Data in this exercise Block Start

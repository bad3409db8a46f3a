//! 硬件兼容性检查与解码器选择.

use bitflags::bitflags;
use log::{debug, info};

use super::scaling::{DriverVersion, GpuVendor, HardwareEnv};

bitflags! {
    /// 硬件解码的兼容性问题
    #[derive(Debug, Clone, Copy, PartialEq, Eq, Hash)]
    pub struct HwCompatIssues: u32 {
        /// 不支持 level 5.1
        const UNSUPPORTED_LEVEL = 1;
        /// 参考帧数超过硬件上限
        const TOO_MANY_REF_FRAMES = 2;
        /// 像素宽高比不兼容
        const INCOMPATIBLE_SAR = 4;
    }
}

/// 默认参考帧上限
const DEFAULT_MAX_REF_FRAMES: u32 = 11;

/// 默认上限按像素数推算时使用的总量
const MAX_REF_PIXELS: u32 = 8_388_608;

/// 支持 level 5.1 的 NVIDIA 驱动 (Vista 及以后)
const NVIDIA_MIN_DRIVER: DriverVersion = DriverVersion(7, 15, 11, 7800);

/// 支持 level 5.1 的 NVIDIA 驱动 (XP)
const NVIDIA_LEGACY_MIN_DRIVER: DriverVersion = DriverVersion(6, 14, 11, 7800);

/// 支持 level 5.1 的 ATI 驱动
const ATI_MIN_DRIVER: DriverVersion = DriverVersion(8, 14, 1, 6105);

/// 支持 level 5.1 的 ATI 设备系列 (device_id >> 8)
const ATI_L51_FAMILIES: [u16; 2] = [0x68, 0x94];

/// level_idc 5.1
const LEVEL_5_1: u8 = 51;

/// 检查流参数能否交给硬件解码
///
/// `level` 为 None 时不检查 level.
pub fn check_hw_compatibility(
    width: u32,
    height: u32,
    level: Option<u8>,
    ref_frames: u32,
    env: &HardwareEnv,
) -> HwCompatIssues {
    let pixels = width.saturating_mul(height).max(1);
    let mut max_ref_frames = DEFAULT_MAX_REF_FRAMES.min(MAX_REF_PIXELS / pixels);
    let mut level51_supported = false;

    match env.vendor {
        GpuVendor::Nvidia => {
            // 主版本 6 为 XP 驱动
            if env.driver_version.0 <= 6 {
                if env.driver_version >= NVIDIA_LEGACY_MIN_DRIVER {
                    level51_supported = true;
                    max_ref_frames = 14;
                }
            } else if env.driver_version >= NVIDIA_MIN_DRIVER {
                level51_supported = true;
                max_ref_frames = if width >= 1280 { 16 } else { 11 };
            }
        }
        GpuVendor::S3Graphics => level51_supported = true,
        GpuVendor::Ati => {
            if ATI_L51_FAMILIES.contains(&(env.device_id >> 8))
                && env.driver_version >= ATI_MIN_DRIVER
            {
                level51_supported = true;
                max_ref_frames = 16;
            }
        }
        GpuVendor::Intel | GpuVendor::Unknown => {}
    }

    let mut issues = HwCompatIssues::empty();
    if level.is_some_and(|l| l >= LEVEL_5_1) && !level51_supported {
        issues |= HwCompatIssues::UNSUPPORTED_LEVEL;
    }
    if ref_frames > max_ref_frames {
        issues |= HwCompatIssues::TOO_MANY_REF_FRAMES;
    }
    debug!(
        "H.264: 兼容性检查 {width}x{height}, level={level:?}, refs={ref_frames}/{max_ref_frames}, vendor={:?}, driver={}, issues={issues:?}",
        env.vendor, env.driver_version
    );
    issues
}

/// 解码器实现
#[derive(Debug, Clone, Copy, PartialEq, Eq)]
pub enum DecoderKind {
    Software,
    Dxva,
}

/// 按兼容性检查结果选择解码器
///
/// 只有 level 不受支持时回退到软件解码; 参考帧过多仅记录.
pub fn select_decoder_kind(issues: HwCompatIssues, hardware_available: bool) -> DecoderKind {
    if !hardware_available {
        return DecoderKind::Software;
    }
    if issues.contains(HwCompatIssues::UNSUPPORTED_LEVEL) {
        info!("H.264: 硬件不支持该 level, 使用软件解码");
        return DecoderKind::Software;
    }
    if issues.contains(HwCompatIssues::TOO_MANY_REF_FRAMES) {
        info!("H.264: 参考帧数超过硬件上限, 仍尝试硬件解码");
    }
    DecoderKind::Dxva
}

Data in this exercise Block End

**Exercise**
Beginning with the first line of the records above, reproduce each line exactly, ending at the line that contains "NVIDIA 驱动 (XP)", and leave out everything else.

**Task solution**
repository bad3409db8a46f3a
//! 硬件兼容性检查与解码器选择.

use bitflags::bitflags;
use log::{debug, info};

use super::scaling::{DriverVersion, GpuVendor, HardwareEnv};

bitflags! {
    /// 硬件解码的兼容性问题
    #[derive(Debug, Clone, Copy, PartialEq, Eq, Hash)]
    pub struct HwCompatIssues: u32 {
        /// 不支持 level 5.1
        const UNSUPPORTED_LEVEL = 1;
        /// 参考帧数超过硬件上限
        const TOO_MANY_REF_FRAMES = 2;
        /// 像素宽高比不兼容
        const INCOMPATIBLE_SAR = 4;
    }
}

/// 默认参考帧上限
const DEFAULT_MAX_REF_FRAMES: u32 = 11;

/// 默认上限按像素数推算时使用的总量
const MAX_REF_PIXELS: u32 = 8_388_608;

/// 支持 level 5.1 的 NVIDIA 驱动 (Vista 及以后)
const NVIDIA_MIN_DRIVER: DriverVersion = DriverVersion(7, 15, 11, 7800);

/// 支持 level 5.1 的 NVIDIA 驱动 (XP)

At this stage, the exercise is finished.